At Ulrichsen’s Clinic, we have a great deal of experience in the treatment of alcoholism and other forms of substance abuse. To begin with, a thorough investigation is very important to determine whether there are other mental disorders in addition to alcohol abuse. This could include anxiety disorders such as OCD, or depression, bipolar disorder, a personality disorder or ADHD. If other mental disorders are present, the treatment becomes more complicated. On the other hand, sufficient treatment of the other mental disorder could mean that the need for alcohol more or less disappears, as alcohol consumption is in some cases used as a form of self-medication. People with alcohol abuse and depression suffer from bipolar disorder until something else can be proven.

Cognitive behavior therapy

If alcoholism or excessive alcohol consumption is the primary problem, treatment will consist of cognitive behavior therapy, and we will make use of experiences from earlier research projects at Psychiatric Center Gentofte.

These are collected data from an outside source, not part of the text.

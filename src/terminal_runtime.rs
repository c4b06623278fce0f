use std::io;
use std::panic;

use crossterm::cursor::{Hide, Show};
use crossterm::event::{DisableFocusChange, EnableFocusChange};
use crossterm::execute;
use crossterm::terminal::{
    disable_raw_mode, enable_raw_mode, EnterAlternateScreen, LeaveAlternateScreen,
};
use ratatui::backend::CrosstermBackend;
use ratatui::Terminal;

/// Concrete terminal type used by the runtime.
pub type AppTerminal = Terminal<CrosstermBackend<io::Stdout>>;

/// Owns terminal lifecycle (raw mode, alternate screen, focus reporting)
/// for one process run.
///
/// On drop, terminal state is restored best-effort.
pub struct TerminalSession {
    terminal: AppTerminal,
}

impl TerminalSession {
    /// Enters raw mode, switches to the alternate screen, and enables
    /// focus-change reporting.
    pub fn enter() -> io::Result<Self> {
        enable_raw_mode()?;

        let mut stdout = io::stdout();
        if let Err(error) = execute!(stdout, EnterAlternateScreen, EnableFocusChange, Hide) {
            let _ = disable_raw_mode();
            return Err(error);
        }

        let backend = CrosstermBackend::new(stdout);
        match Terminal::new(backend) {
            Ok(terminal) => Ok(Self { terminal }),
            Err(error) => {
                let _ = restore_terminal_best_effort();
                Err(error)
            }
        }
    }

    /// Returns mutable access to the inner ratatui terminal.
    pub fn terminal_mut(&mut self) -> &mut AppTerminal {
        &mut self.terminal
    }
}

impl Drop for TerminalSession {
    fn drop(&mut self) {
        let _ = restore_terminal_best_effort();
    }
}

/// Chains a terminal restore onto the default panic handler so a crash
/// never leaves the user's shell in raw mode.
pub fn install_panic_hook() {
    let default_hook = panic::take_hook();

    panic::set_hook(Box::new(move |panic_info| {
        let _ = restore_terminal_best_effort();
        default_hook(panic_info);
    }));
}

fn restore_terminal_best_effort() -> io::Result<()> {
    let _ = disable_raw_mode();
    let mut stdout = io::stdout();
    execute!(stdout, Show, DisableFocusChange, LeaveAlternateScreen)
}
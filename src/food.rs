use rand::Rng;

use crate::grid::{Grid, Position};
use crate::snake::Snake;

/// Attempt budget for randomized placement before the deterministic fallback.
pub const MAX_SPAWN_ATTEMPTS: u32 = 200;

/// Picks a spawn position for food, avoiding the snake where possible.
///
/// Draws uniformly random cells until one is unoccupied, up to
/// [`MAX_SPAWN_ATTEMPTS`]. Past the budget the position is computed from the
/// head instead and is not re-checked against the body, so on a near-full
/// board it may land on an occupied cell.
#[must_use]
pub fn spawn_food<R: Rng + ?Sized>(rng: &mut R, grid: Grid, snake: &Snake) -> Position {
    let size = i32::from(grid.size());

    for _ in 0..MAX_SPAWN_ATTEMPTS {
        let candidate = Position {
            x: rng.gen_range(0..size),
            y: rng.gen_range(0..size),
        };
        if !snake.occupies(candidate) {
            return candidate;
        }
    }

    let head = snake.head();
    Position {
        x: (head.x + 3) % size,
        y: (head.y + 3) % size,
    }
}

Many people with alcohol abuse experience an intense activation of the brain’s reward system when consuming alcohol. Here it has been shown that the medication called Naltrexone, which has virtually no side effects, can block the alcohol-released euphoria and can thus significantly reduce the need for alcohol. This treatment is frequently used in other countries, but very few Danish treatment centers make use of it.

The patients to whom we offer Naltrexone at Ulrichsen’s Clinic describe an intense euphoria when drinking alcohol. The typically drink to lift their spirits rather than to neutralize anxiety. There is also a family history of alcoholism, and alcohol is the only substance that is abused, because nothing else can match the positive effect of alcohol. The medication Selincro (Nalmafene), which was launched in Denmark in 2013, has an effect similar to that of Naltrexone.

Young people and alcohol

Danes are at high risk of developing alcoholism, due to our extremely liberal attitude towards alcohol – including the fact that it is generally accepted for young people to drink themselves senseless several times a month. We therefore also offer a treatment program for young people who want help to control their consumption of alcohol.